According to his main publisher Arsenal Pulp Press:

Ashok Mathur was born in Bhopal, India, and immigrated to Canada with his family in 1962 when he was one year old. Journalism school followed high school, and by 1981 Ashok was working as a photojournalist with small Alberta dailies and freelancing for magazines and wire services. "I was interested in how the visual image told a story," he says.

In 1985 Ashok returned to school, completing bachelor and master of arts degrees at the University of Calgary, after which he started teaching at the University and the Alberta College of Art. "It was then that I became involved in community activism," he recalls. Ashok sat on the board of the New Gallery, an artist-run centre, and joined the editorial board of the literary magazine absinthe.

"All the while I was fascinated by the process of literature and publishing," remembers Ashok. So he and co-founder Nicole Markotic started disOrientation chapbooks with the intent "to publish relatively unheard voices in a chapbook format."

Ashok also became active in Minquon Panchayat, an activist artist collective comprised of First Nations artists and artists of colour that addressed racism in the arts on a national level.

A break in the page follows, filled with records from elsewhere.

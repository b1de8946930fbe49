//! Used-car listing cleaner CLI.

use std::io::{self, IsTerminal};

use carprep_cli::logging::{LogConfig, LogFormat, init_logging};
use carprep_cli::summary::{print_clean_summary, print_vocabulary};
use clap::{ColorChoice, Parser};
use tracing::level_filters::LevelFilter;

mod cli;
mod commands;

use crate::cli::{Cli, Command, LogFormatArg, LogLevelArg};
use crate::commands::{run_clean, run_defaults, run_vocabulary};

fn main() {
    let cli = Cli::parse();
    cli.color.write_global();
    let log_config = log_config_from_cli(&cli);
    if let Err(error) = init_logging(&log_config) {
        eprintln!("error: failed to initialize logging: {error}");
        std::process::exit(1);
    }
    let exit_code = match cli.command {
        Command::Clean(args) => match run_clean(&args) {
            Ok(result) => {
                print_clean_summary(&result);
                0
            }
            Err(error) => {
                eprintln!("error: {error:#}");
                1
            }
        },
        Command::Vocabulary(args) => match run_vocabulary(&args) {
            Ok(result) => {
                print_vocabulary(&result);
                0
            }
            Err(error) => {
                eprintln!("error: {error:#}");
                1
            }
        },
        Command::Defaults => match run_defaults() {
            Ok(()) => 0,
            Err(error) => {
                eprintln!("error: {error:#}");
                1
            }
        },
    };
    std::process::exit(exit_code);
}

/// Build logging configuration from CLI flags with consistent precedence.
fn log_config_from_cli(cli: &Cli) -> LogConfig {
    let mut config = LogConfig {
        level_filter: cli.verbosity.tracing_level_filter(),
        ..LogConfig::default()
    };
    config.use_env_filter = !(cli.verbosity.is_present() || cli.log_level.is_some());
    if let Some(level) = cli.log_level {
        config.level_filter = match level {
            LogLevelArg::Error => LevelFilter::ERROR,
            LogLevelArg::Warn => LevelFilter::WARN,
            LogLevelArg::Info => LevelFilter::INFO,
            LogLevelArg::Debug => LevelFilter::DEBUG,
            LogLevelArg::Trace => LevelFilter::TRACE,
        };
    }
    config.format = match cli.log_format {
        LogFormatArg::Pretty => LogFormat::Pretty,
        LogFormatArg::Compact => LogFormat::Compact,
        LogFormatArg::Json => LogFormat::Json,
    };
    config.log_file = cli.log_file.clone();
    config.with_ansi = match cli.color.color {
        ColorChoice::Always => true,
        ColorChoice::Never => false,
        ColorChoice::Auto => cli.log_file.is_none() && io::stderr().is_terminal(),
    };
    config
}
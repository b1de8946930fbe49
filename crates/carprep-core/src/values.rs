//! Cell-level helpers over Polars `AnyValue`s.
//!
//! Listing tables arrive with loosely typed columns: numbers stored as text,
//! text columns with empty cells, and an extra column mixing listing strings
//! with a numeric "no extras" sentinel. These helpers give every stage the
//! same reading of a cell.

use polars::prelude::{AnyValue, Column};

/// Iterates the cells of a column in row order.
pub fn column_values(column: &Column) -> impl Iterator<Item = AnyValue<'_>> + '_ {
    (0..column.len()).map(move |idx| column.get(idx).unwrap_or(AnyValue::Null))
}

/// Converts a cell to its label form, used for dummy column names and messages.
///
/// # Examples
///
/// ```
/// use polars::prelude::AnyValue;
/// use carprep_core::values::any_to_string;
///
/// assert_eq!(any_to_string(AnyValue::Null), "");
/// assert_eq!(any_to_string(AnyValue::Int64(16)), "16");
/// assert_eq!(any_to_string(AnyValue::Float64(2.50)), "2.5");
/// assert_eq!(any_to_string(AnyValue::String("Manual")), "Manual");
/// ```
pub fn any_to_string(value: AnyValue<'_>) -> String {
    match value {
        AnyValue::Null => String::new(),
        AnyValue::Float32(v) => format_numeric(f64::from(v)),
        AnyValue::Float64(v) => format_numeric(v),
        AnyValue::String(s) => s.to_string(),
        AnyValue::StringOwned(s) => s.to_string(),
        other => other.to_string(),
    }
}

/// Formats a float without trailing zeros.
pub fn format_numeric(v: f64) -> String {
    let s = format!("{v}");
    if !s.contains('.') {
        return s;
    }
    let trimmed = s.trim_end_matches('0').trim_end_matches('.');
    if trimmed.is_empty() || trimmed == "-" {
        "0".to_string()
    } else {
        trimmed.to_string()
    }
}

/// Reads a cell as a number. Strings count when they parse; nulls never do.
pub fn any_to_f64(value: AnyValue<'_>) -> Option<f64> {
    match value {
        AnyValue::Int8(v) => Some(f64::from(v)),
        AnyValue::Int16(v) => Some(f64::from(v)),
        AnyValue::Int32(v) => Some(f64::from(v)),
        AnyValue::Int64(v) => Some(v as f64),
        AnyValue::UInt8(v) => Some(f64::from(v)),
        AnyValue::UInt16(v) => Some(f64::from(v)),
        AnyValue::UInt32(v) => Some(f64::from(v)),
        AnyValue::UInt64(v) => Some(v as f64),
        AnyValue::Float32(v) => Some(f64::from(v)),
        AnyValue::Float64(v) => Some(v),
        AnyValue::String(s) => parse_f64(s),
        AnyValue::StringOwned(s) => parse_f64(&s),
        _ => None,
    }
}

/// Reads a cell as an integer.
///
/// Floats truncate toward zero; strings must hold an integer literal.
pub fn any_to_i64(value: AnyValue<'_>) -> Option<i64> {
    match value {
        AnyValue::Int8(v) => Some(i64::from(v)),
        AnyValue::Int16(v) => Some(i64::from(v)),
        AnyValue::Int32(v) => Some(i64::from(v)),
        AnyValue::Int64(v) => Some(v),
        AnyValue::UInt8(v) => Some(i64::from(v)),
        AnyValue::UInt16(v) => Some(i64::from(v)),
        AnyValue::UInt32(v) => Some(i64::from(v)),
        AnyValue::UInt64(v) => i64::try_from(v).ok(),
        AnyValue::Float32(v) => truncate_float(f64::from(v)),
        AnyValue::Float64(v) => truncate_float(v),
        AnyValue::String(s) => parse_i64(s),
        AnyValue::StringOwned(s) => parse_i64(&s),
        _ => None,
    }
}

fn truncate_float(v: f64) -> Option<i64> {
    if v.is_finite() && v >= i64::MIN as f64 && v <= i64::MAX as f64 {
        Some(v.trunc() as i64)
    } else {
        None
    }
}

/// Parses a string as `f64`, returning `None` for invalid or blank strings.
pub fn parse_f64(value: &str) -> Option<f64> {
    let trimmed = value.trim();
    if trimmed.is_empty() {
        return None;
    }
    trimmed.parse::<f64>().ok()
}

/// Parses a string as `i64`, returning `None` for invalid or blank strings.
pub fn parse_i64(value: &str) -> Option<i64> {
    let trimmed = value.trim();
    if trimmed.is_empty() {
        return None;
    }
    trimmed.parse::<i64>().ok()
}

/// True when the cell is numerically zero. Null and `""` are not zero.
pub fn is_zero(value: AnyValue<'_>) -> bool {
    any_to_f64(value) == Some(0.0)
}

/// True when the cell is the empty string (not null).
pub fn is_empty_string(value: &AnyValue<'_>) -> bool {
    match value {
        AnyValue::String(s) => s.is_empty(),
        AnyValue::StringOwned(s) => s.is_empty(),
        _ => false,
    }
}

/// A cell of the extra column.
#[derive(Debug, Clone, PartialEq)]
pub enum ExtraCell<'a> {
    /// Comma-separated feature names as scraped.
    Listed(&'a str),
    /// The "no extras" sentinel. Holds the sentinel's numeric value (0 for null).
    Missing(f64),
}

impl<'a> ExtraCell<'a> {
    /// Classifies a borrowed cell.
    pub fn from_any(value: &'a AnyValue<'_>) -> Self {
        match value {
            AnyValue::String(s) => Self::Listed(*s),
            AnyValue::StringOwned(s) => Self::Listed(s.as_str()),
            other => Self::Missing(any_to_f64(other.clone()).unwrap_or(0.0)),
        }
    }

    /// Density score: character count for listings, the sentinel value otherwise.
    pub fn density(&self) -> f64 {
        match self {
            Self::Listed(text) => text.chars().count() as f64,
            Self::Missing(value) => *value,
        }
    }

    /// The listing text, if any.
    pub fn text(&self) -> Option<&'a str> {
        match self {
            Self::Listed(text) => Some(*text),
            Self::Missing(_) => None,
        }
    }
}

#[cfg(test)]
mod tests {
    use super::*;

    #[test]
    fn test_is_zero_numeric_and_text() {
        assert!(is_zero(AnyValue::Int64(0)));
        assert!(is_zero(AnyValue::Float64(0.0)));
        assert!(is_zero(AnyValue::String("0")));
        assert!(!is_zero(AnyValue::String("")));
        assert!(!is_zero(AnyValue::Null));
        assert!(!is_zero(AnyValue::Int32(150)));
    }

    #[test]
    fn test_any_to_i64_truncates_floats_and_rejects_decimal_text() {
        assert_eq!(any_to_i64(AnyValue::Float64(2014.9)), Some(2014));
        assert_eq!(any_to_i64(AnyValue::String(" 42000 ")), Some(42000));
        assert_eq!(any_to_i64(AnyValue::String("1.5")), None);
        assert_eq!(any_to_i64(AnyValue::Float64(f64::NAN)), None);
        assert_eq!(any_to_i64(AnyValue::Null), None);
    }

    #[test]
    fn test_format_numeric() {
        assert_eq!(format_numeric(1.0), "1");
        assert_eq!(format_numeric(1.50), "1.5");
        assert_eq!(format_numeric(0.0), "0");
        assert_eq!(format_numeric(100.0), "100");
    }

    #[test]
    fn test_extra_cell_density() {
        let listed = AnyValue::String("ABS, Airbag");
        let missing = AnyValue::Int64(0);
        let null = AnyValue::Null;
        assert_eq!(ExtraCell::from_any(&listed).density(), 11.0);
        assert_eq!(ExtraCell::from_any(&missing), ExtraCell::Missing(0.0));
        assert_eq!(ExtraCell::from_any(&null).density(), 0.0);
        assert_eq!(ExtraCell::from_any(&null).text(), None);
    }

    #[test]
    fn test_density_counts_characters_not_bytes() {
        let value = AnyValue::String("Direção");
        assert_eq!(ExtraCell::from_any(&value).density(), 7.0);
    }
}
use std::path::PathBuf;

use carprep_core::CleanSummary;

#[derive(Debug)]
pub struct CleanResult {
    pub input: PathBuf,
    pub output: Option<PathBuf>,
    pub summary: CleanSummary,
}

#[derive(Debug)]
pub struct VocabularyResult {
    pub input: PathBuf,
    pub extra_column: String,
    pub source_row: usize,
    pub density: f64,
    pub features: Vec<String>,
    pub duplicates: Vec<String>,
}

In 2009, he was employed as the Director of the Centre for Innovation in Culture and the Arts in Canada at Thompson Rivers University in Kamloops, British Columbia.

He is the author of the poetry book Loveruage: a dance in three parts, published by Wolsak and Wynn, and novels published by Arsenal Pulp Press.

Following his Once Upon an Elephant and The Short, Happy Life of Harry Kumar, shortlisted for the Commonwealth Writers Prize, A Little Distillery in Nowgong (Arsenal Pulp, 2009) is a fantastical historical novel, narrated by a child yet to be born, traces the lives of three generations of a Parsi family in India from the late 1800s to present day. The narrative follows the family from the intricacies of village life in the jungles of central India to the complications of urban life in turbulent pre- and post-independence struggles to contemporary diasporic realities in the United Kingdom and North America. The novel begins in 1899 with the birth of a boy named Jamshed to a rural Parsi family in central India. As he comes of age, Jamshed feels he is faced with the choice between spirituality and materiality: he has the opportunity to train to become a Parsi priest, or may follow family connections to a business opportunity as a distillery manager. Jamshed, who will become the family patriarch as a result of his choice, quickly becomes obsessed with the question of free will, and he passes on this obsession to his descendants. His preoccupations, however, are complicated by frequent, often disturbing, visitations by his as-yet-unborn grandchildren, who may or may not come into existence based on the choices he makes. After much soul-searching (and fantastical communications), Jamshed decides to take on the management of the distillery where he discovers the almost-magical properties of its main product, a much sought-after rum called Asha. This curious liquor becomes a leit-motif, reappearing in various forms and incarnations throughout the generations of the family.

BOOKS:

Loveruage: a dance in three parts (Wolsak and Wynn)
Once Upon an Elephant (Arsenal Pulp)
The Short, Happy Life of Harry Kumar (Arsenal Pulp)
A Little Distillery in Nowgong (Arsenal Pulp, 2009) 9781551522586

[BCBW 2009]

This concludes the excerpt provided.